Exercise requirements — For the string "integer", search the entries below and copy every line where it appears.

Provided records —
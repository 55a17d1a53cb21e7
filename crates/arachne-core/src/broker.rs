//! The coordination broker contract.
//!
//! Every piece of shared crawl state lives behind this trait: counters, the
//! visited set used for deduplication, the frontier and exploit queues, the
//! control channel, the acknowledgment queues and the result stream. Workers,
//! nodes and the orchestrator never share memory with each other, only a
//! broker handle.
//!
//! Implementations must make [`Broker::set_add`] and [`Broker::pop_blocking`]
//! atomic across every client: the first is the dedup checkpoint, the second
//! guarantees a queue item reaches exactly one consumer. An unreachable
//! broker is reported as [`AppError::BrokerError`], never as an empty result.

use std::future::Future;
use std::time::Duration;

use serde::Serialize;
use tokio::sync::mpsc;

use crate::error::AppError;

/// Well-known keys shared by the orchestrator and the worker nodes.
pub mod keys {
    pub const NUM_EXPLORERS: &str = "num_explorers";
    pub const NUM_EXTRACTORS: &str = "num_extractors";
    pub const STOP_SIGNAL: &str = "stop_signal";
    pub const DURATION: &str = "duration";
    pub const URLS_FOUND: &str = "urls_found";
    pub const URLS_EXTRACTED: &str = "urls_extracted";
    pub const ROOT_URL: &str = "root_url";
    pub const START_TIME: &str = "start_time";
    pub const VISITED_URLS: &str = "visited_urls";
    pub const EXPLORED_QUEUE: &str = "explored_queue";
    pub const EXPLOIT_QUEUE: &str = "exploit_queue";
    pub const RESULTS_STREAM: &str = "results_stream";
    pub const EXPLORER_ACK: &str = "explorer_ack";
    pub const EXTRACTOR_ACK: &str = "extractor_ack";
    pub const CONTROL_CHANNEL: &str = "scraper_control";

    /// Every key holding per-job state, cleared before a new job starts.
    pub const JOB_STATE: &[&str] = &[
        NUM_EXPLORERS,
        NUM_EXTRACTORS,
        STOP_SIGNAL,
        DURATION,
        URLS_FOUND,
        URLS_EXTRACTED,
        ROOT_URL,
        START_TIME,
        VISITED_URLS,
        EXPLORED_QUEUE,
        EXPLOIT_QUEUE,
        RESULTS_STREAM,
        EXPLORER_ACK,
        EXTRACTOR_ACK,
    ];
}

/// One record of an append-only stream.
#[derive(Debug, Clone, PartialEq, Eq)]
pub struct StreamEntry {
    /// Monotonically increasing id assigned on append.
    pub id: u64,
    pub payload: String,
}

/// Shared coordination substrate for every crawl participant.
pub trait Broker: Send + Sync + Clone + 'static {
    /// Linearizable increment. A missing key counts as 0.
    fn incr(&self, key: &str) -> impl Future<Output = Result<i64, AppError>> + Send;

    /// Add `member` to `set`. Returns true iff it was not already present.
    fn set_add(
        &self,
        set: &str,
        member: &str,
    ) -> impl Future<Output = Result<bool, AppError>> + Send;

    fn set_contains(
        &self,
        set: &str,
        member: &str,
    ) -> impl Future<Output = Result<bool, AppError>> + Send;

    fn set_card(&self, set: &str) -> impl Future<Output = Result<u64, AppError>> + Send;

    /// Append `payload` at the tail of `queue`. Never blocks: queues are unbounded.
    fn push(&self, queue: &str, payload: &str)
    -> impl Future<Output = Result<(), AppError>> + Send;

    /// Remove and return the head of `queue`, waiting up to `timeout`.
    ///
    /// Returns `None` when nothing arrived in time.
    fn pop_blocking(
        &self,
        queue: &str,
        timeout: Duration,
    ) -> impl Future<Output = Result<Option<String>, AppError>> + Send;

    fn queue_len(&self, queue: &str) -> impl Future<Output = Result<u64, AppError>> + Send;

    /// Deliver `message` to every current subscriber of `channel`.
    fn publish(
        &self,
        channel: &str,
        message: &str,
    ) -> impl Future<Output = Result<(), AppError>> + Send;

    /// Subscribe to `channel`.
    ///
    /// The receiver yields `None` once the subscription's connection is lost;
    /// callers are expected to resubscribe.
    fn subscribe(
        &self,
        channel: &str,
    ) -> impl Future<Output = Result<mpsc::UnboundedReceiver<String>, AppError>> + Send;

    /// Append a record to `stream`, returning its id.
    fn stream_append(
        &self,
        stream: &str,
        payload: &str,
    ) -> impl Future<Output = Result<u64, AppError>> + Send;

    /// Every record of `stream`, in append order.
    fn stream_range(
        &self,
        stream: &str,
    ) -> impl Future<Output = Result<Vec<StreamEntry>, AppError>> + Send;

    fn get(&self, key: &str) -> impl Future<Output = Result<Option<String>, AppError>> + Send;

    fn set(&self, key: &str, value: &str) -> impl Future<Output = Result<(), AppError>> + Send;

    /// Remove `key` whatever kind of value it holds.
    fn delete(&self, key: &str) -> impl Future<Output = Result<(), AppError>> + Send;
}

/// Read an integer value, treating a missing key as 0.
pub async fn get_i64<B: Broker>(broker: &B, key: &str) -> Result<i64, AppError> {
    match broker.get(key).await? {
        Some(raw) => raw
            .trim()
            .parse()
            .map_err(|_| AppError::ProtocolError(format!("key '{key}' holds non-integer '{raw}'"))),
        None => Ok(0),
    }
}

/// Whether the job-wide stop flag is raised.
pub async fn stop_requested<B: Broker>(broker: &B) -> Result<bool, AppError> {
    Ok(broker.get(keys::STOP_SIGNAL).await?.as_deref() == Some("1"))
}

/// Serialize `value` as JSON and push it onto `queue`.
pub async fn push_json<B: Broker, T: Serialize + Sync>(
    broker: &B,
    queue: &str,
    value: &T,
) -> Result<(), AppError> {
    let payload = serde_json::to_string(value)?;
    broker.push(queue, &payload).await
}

Written answer —
/// Read an integer value, treating a missing key as 0.
            .map_err(|_| AppError::ProtocolError(format!("key '{key}' holds non-integer '{raw}'"))),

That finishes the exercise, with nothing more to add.